Speaking at the central ceremony of the Ministry of Defence on the occasion of the Hungarian Defence Forces’ Day, Minister of Defence István Simicskó emphasized that the greatest challenge in the 21st century is the protection of the homeland, Hungary, the survival of the nation.

István Simicskó called the Hungarian Defence Forces’ Day the day of patriotism. He explained that the recapture of Buda Castle on 21 May 1849 – after a siege lasting since 4 May – was an important event that expressed patriotism. Our predecessors sacrificed their lives while fighting to regain Hungary’s independence and freedom, he added.

“The homeland lives in us”, the minister quoted a motto from a poster issued to mark the anniversary of the recapture of Buda Castle, noting that the question is whether it will suffice in the future too, whether future generations can also live as Hungarians.

István Simicskó called it important to ask whether we can sense and evaluate the challenges and dangers of our age the same way. As he said, in this common thinking, “we can often see stormy skirmishes and incitement to hatred too”. He stated that we all have to pursue one goal, which is “the survival of the nation”.

He underlined that everybody – that is, every citizen, regardless of party affiliation – is needed for us to be able to defend the European continent, Hungary, and to make sure that “the homeland is forever”.

The minister pointed out that today, in a period of mass immigration, on seeing Europe undergoing transformation in terms of religion and ethnic groups, we must ask if “the country and the nation as values” will survive until the end of the 21st century. What will the community of the nation mean; what language will be spoken; will people still commemorate the recapture of Buda Castle, Sándor Petőfi or Miklós Zrínyi?”, he went on, adding that “we must remain Hungarians, we must retain our homeland.”

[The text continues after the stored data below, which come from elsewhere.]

//! §3 Data Model: nodes, links, risk groups, and the `Network` container that ties
//! them to a [`StrictMultiDiGraph`].

use crate::attrs::AttrMap;
use crate::error::{GraphError, GraphResult};
use crate::graph::StrictMultiDiGraph;
use crate::ids::make_link_id;
use indexmap::{IndexMap, IndexSet};
use serde::{Deserialize, Serialize};

/// A network node. `disabled` nodes are excluded from the working graph (§7) but
/// remain present in the `Network` for inspection and re-enabling.
#[derive(Debug, Clone, PartialEq, Serialize, Deserialize)]
pub struct Node {
    pub name: String,
    #[serde(default)]
    pub disabled: bool,
    #[serde(default)]
    pub risk_groups: IndexSet<String>,
    #[serde(default)]
    pub attrs: AttrMap,
}

impl Node {
    pub fn new(name: impl Into<String>) -> Self {
        Self {
            name: name.into(),
            disabled: false,
            risk_groups: IndexSet::new(),
            attrs: AttrMap::new(),
        }
    }
}

/// A directed link. `id` is the link's own stable identifier (§6.4), distinct from
/// the key it is stored under in [`StrictMultiDiGraph`] — the two happen to be set
/// equal by [`Network::add_link`], but nothing downstream may assume that.
#[derive(Debug, Clone, PartialEq, Serialize, Deserialize)]
pub struct Link {
    pub id: String,
    pub source: String,
    pub target: String,
    pub capacity: f64,
    #[serde(default)]
    pub cost: f64,
    #[serde(default)]
    pub disabled: bool,
    #[serde(default)]
    pub risk_groups: IndexSet<String>,
    #[serde(default)]
    pub attrs: AttrMap,
}

impl Link {
    pub fn new(id: impl Into<String>, source: impl Into<String>, target: impl Into<String>, capacity: f64) -> Self {
        Self {
            id: id.into(),
            source: source.into(),
            target: target.into(),
            capacity,
            cost: 1.0,
            disabled: false,
            risk_groups: IndexSet::new(),
            attrs: AttrMap::new(),
        }
    }
}

/// A node in the risk-group hierarchy (§3, §9 "risk-group cycles must be rejected").
#[derive(Debug, Clone, PartialEq, Serialize, Deserialize)]
pub struct RiskGroup {
    pub name: String,
    #[serde(default)]
    pub disabled: bool,
    #[serde(default)]
    pub children: IndexSet<String>,
    #[serde(default)]
    pub attrs: AttrMap,
}

impl RiskGroup {
    pub fn new(name: impl Into<String>) -> Self {
        Self {
            name: name.into(),
            disabled: false,
            children: IndexSet::new(),
            attrs: AttrMap::new(),
        }
    }
}

/// The risk-group hierarchy, validated acyclic on every mutation that could
/// introduce a cycle. A `RiskGroupTree` is a forest: groups with no parent are
/// roots, reachable directly by name.
#[derive(Debug, Clone, Default, Serialize, Deserialize)]
pub struct RiskGroupTree {
    groups: IndexMap<String, RiskGroup>,
}

impl RiskGroupTree {
    pub fn new() -> Self {
        Self::default()
    }

    pub fn get(&self, name: &str) -> Option<&RiskGroup> {
        self.groups.get(name)
    }

    pub fn contains(&self, name: &str) -> bool {
        self.groups.contains_key(name)
    }

    pub fn len(&self) -> usize {
        self.groups.len()
    }

    pub fn is_empty(&self) -> bool {
        self.groups.is_empty()
    }

    pub fn iter(&self) -> impl Iterator<Item = &RiskGroup> {
        self.groups.values()
    }

    /// Inserts `group`, then re-validates the whole tree for cycles. On failure the
    /// tree is left unchanged.
    pub fn insert(&mut self, group: RiskGroup) -> GraphResult<()> {
        let mut candidate = self.groups.clone();
        candidate.insert(group.name.clone(), group);
        Self::check_acyclic(&candidate)?;
        self.groups = candidate;
        Ok(())
    }

    pub fn remove(&mut self, name: &str) -> GraphResult<RiskGroup> {
        self.groups
            .shift_remove(name)
            .ok_or_else(|| GraphError::UnknownRiskGroup(name.to_string()))
    }

    /// All descendant group names of `name` (exclusive), per `expand_children`
    /// semantics used by the Failure Policy Evaluator (§4.7).
    pub fn expand_children(&self, name: &str) -> GraphResult<IndexSet<String>> {
        if !self.groups.contains_key(name) {
            return Err(GraphError::UnknownRiskGroup(name.to_string()));
        }
        let mut out = IndexSet::new();
        let mut stack = vec![name.to_string()];
        while let Some(current) = stack.pop() {
            if let Some(group) = self.groups.get(&current) {
                for child in &group.children {
                    if out.insert(child.clone()) {
                        stack.push(child.clone());
                    }
                }
            }
        }
        Ok(out)
    }

    fn check_acyclic(groups: &IndexMap<String, RiskGroup>) -> GraphResult<()> {
        #[derive(PartialEq, Clone, Copy)]
        enum Mark {
            Visiting,
            Done,
        }
        let mut marks: IndexMap<&str, Mark> = IndexMap::new();

        fn visit<'a>(
            name: &'a str,
            groups: &'a IndexMap<String, RiskGroup>,
            marks: &mut IndexMap<&'a str, Mark>,
        ) -> GraphResult<()> {
            match marks.get(name) {
                Some(Mark::Done) => return Ok(()),
                Some(Mark::Visiting) => return Err(GraphError::RiskGroupCycle(name.to_string())),
                None => {}
            }
            marks.insert(name, Mark::Visiting);
            if let Some(group) = groups.get(name) {
                for child in &group.children {
                    visit(child, groups, marks)?;
                }
            }
            marks.insert(name, Mark::Done);
            Ok(())
        }

        for name in groups.keys() {
            visit(name, groups, &mut marks)?;
        }
        Ok(())
    }
}

/// The network as authored: every node and link, enabled or not, plus the
/// risk-group hierarchy and network-level attributes. [`crate::working::WorkingGraph`]
/// is derived from a `Network` by excluding disabled/failed elements.
#[derive(Debug, Clone, Default)]
pub struct Network {
    pub attrs: AttrMap,
    graph: StrictMultiDiGraph<Node, Link>,
    risk_groups: RiskGroupTree,
}

impl Network {
    pub fn new() -> Self {
        Self {
            attrs: AttrMap::new(),
            graph: StrictMultiDiGraph::new(),
            risk_groups: RiskGroupTree::new(),
        }
    }

    pub fn add_node(&mut self, node: Node) -> GraphResult<()> {
        let name = node.name.clone();
        self.graph.add_node(name, node)
    }

    pub fn node(&self, name: &str) -> Option<&Node> {
        self.graph.node(name)
    }

    pub fn node_mut(&mut self, name: &str) -> Option<&mut Node> {
        self.graph.node_mut(name)
    }

    pub fn remove_node(&mut self, name: &str) -> GraphResult<()> {
        self.graph.remove_node(name)
    }

    pub fn nodes(&self) -> impl Iterator<Item = &Node> {
        self.graph.nodes().map(|(_, n)| n)
    }

    pub fn node_count(&self) -> usize {
        self.graph.node_count()
    }

    /// Adds a link, auto-assigning its `id` (§6.4) when not already set, and storing
    /// it under that same id as the graph edge key.
    pub fn add_link(&mut self, mut link: Link) -> GraphResult<String> {
        if link.id.is_empty() {
            link.id = make_link_id(&link.source, &link.target);
        }
        let key = link.id.clone();
        let source = link.source.clone();
        let target = link.target.clone();
        self.graph.add_edge(&source, &target, Some(key.clone()), link)?;
        Ok(key)
    }

    pub fn link(&self, id: &str) -> Option<&Link> {
        self.graph.edge(id)
    }

    pub fn link_mut(&mut self, id: &str) -> Option<&mut Link> {
        self.graph.edge_mut(id)
    }

    pub fn remove_link(&mut self, id: &str) -> GraphResult<()> {
        self.graph.remove_edge(id)
    }

    pub fn links(&self) -> impl Iterator<Item = &Link> {
        self.graph.edges().map(|(_, _, _, l)| l)
    }

    pub fn link_count(&self) -> usize {
        self.graph.edge_count()
    }

    pub fn links_between(&self, source: &str, target: &str) -> Vec<String> {
        self.graph.edges_between(source, target)
    }

    pub fn risk_groups(&self) -> &RiskGroupTree {
        &self.risk_groups
    }

    pub fn add_risk_group(&mut self, group: RiskGroup) -> GraphResult<()> {
        self.risk_groups.insert(group)
    }

    /// Inner graph access for algorithms that need the raw strict-multigraph contract
    /// (e.g. to build an independent copy before mutating flows).
    pub fn graph(&self) -> &StrictMultiDiGraph<Node, Link> {
        &self.graph
    }

    pub fn to_node_link_dict(&self) -> serde_json::Value {
        let attrs_json = serde_json::to_value(&self.attrs).unwrap_or(serde_json::Value::Null);
        self.graph.to_node_link_dict(attrs_json)
    }
}

#[cfg(test)]
mod tests {
    use super::*;

    #[test]
    fn add_link_without_id_gets_generated_id() {
        let mut net = Network::new();
        net.add_node(Node::new("A")).unwrap();
        net.add_node(Node::new("B")).unwrap();
        let link = Link::new("", "A", "B", 10.0);
        let id = net.add_link(link).unwrap();
        assert!(id.starts_with("A|B|"));
        assert!(net.link(&id).is_some());
    }

    #[test]
    fn duplicate_link_id_rejected() {
        let mut net = Network::new();
        net.add_node(Node::new("A")).unwrap();
        net.add_node(Node::new("B")).unwrap();
        net.add_link(Link::new("fixed", "A", "B", 10.0)).unwrap();
        let err = net.add_link(Link::new("fixed", "A", "B", 5.0));
        assert!(matches!(err, Err(GraphError::DuplicateEdge(_))));
    }

    #[test]
    fn risk_group_self_cycle_rejected() {
        let mut tree = RiskGroupTree::new();
        let mut g = RiskGroup::new("rg1");
        g.children.insert("rg1".to_string());
        assert!(matches!(tree.insert(g), Err(GraphError::RiskGroupCycle(_))));
    }

    #[test]
    fn risk_group_two_cycle_rejected() {
        let mut tree = RiskGroupTree::new();
        let mut a = RiskGroup::new("a");
        a.children.insert("b".to_string());
        tree.insert(a).unwrap();
        let mut b = RiskGroup::new("b");
        b.children.insert("a".to_string());
        assert!(matches!(tree.insert(b), Err(GraphError::RiskGroupCycle(_))));
    }

    #[test]
    fn expand_children_is_transitive() {
        let mut tree = RiskGroupTree::new();
        let mut root = RiskGroup::new("root");
        root.children.insert("mid".to_string());
        tree.insert(root).unwrap();
        let mut mid = RiskGroup::new("mid");
        mid.children.insert("leaf".to_string());
        tree.insert(mid).unwrap();
        tree.insert(RiskGroup::new("leaf")).unwrap();

        let expanded = tree.expand_children("root").unwrap();
        assert!(expanded.contains("mid"));
        assert!(expanded.contains("leaf"));
        assert_eq!(expanded.len(), 2);
    }
}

At the central ceremony of the Ministry of Defence on Friday, several medals and recognitions were presented for outstanding performance done for the cause of national defence in the last period. The recipients included the ambassador of Croatia to Budapest, who – as István Simicskó said – has done a lot for further strengthening the Croatian–Hungarian relations and for preventing their deterioration in the migration crisis situation over the last period.

On 21 May 1849, at the end of the Spring Campaign, the Hungarian soldiers successfully recaptured Buda Castle after a three-week siege. Since 1992, 21 May has been designated as the Hungarian Defence Forces’ Day to commemorate this event.

On Sunday, the Hungarian Defence Forces’ Day, a commemorative and wreath-laying ceremony will be held at the Hungarian soldiers’ monument in Dísz Square, Buda Castle. On the same day, the Armory will be opened in the MoD Institute and Museum of Military History, and a commemoration will take place to mark the 80th anniversary of the very first exhibition, which opened in Nádor barracks back in 1937.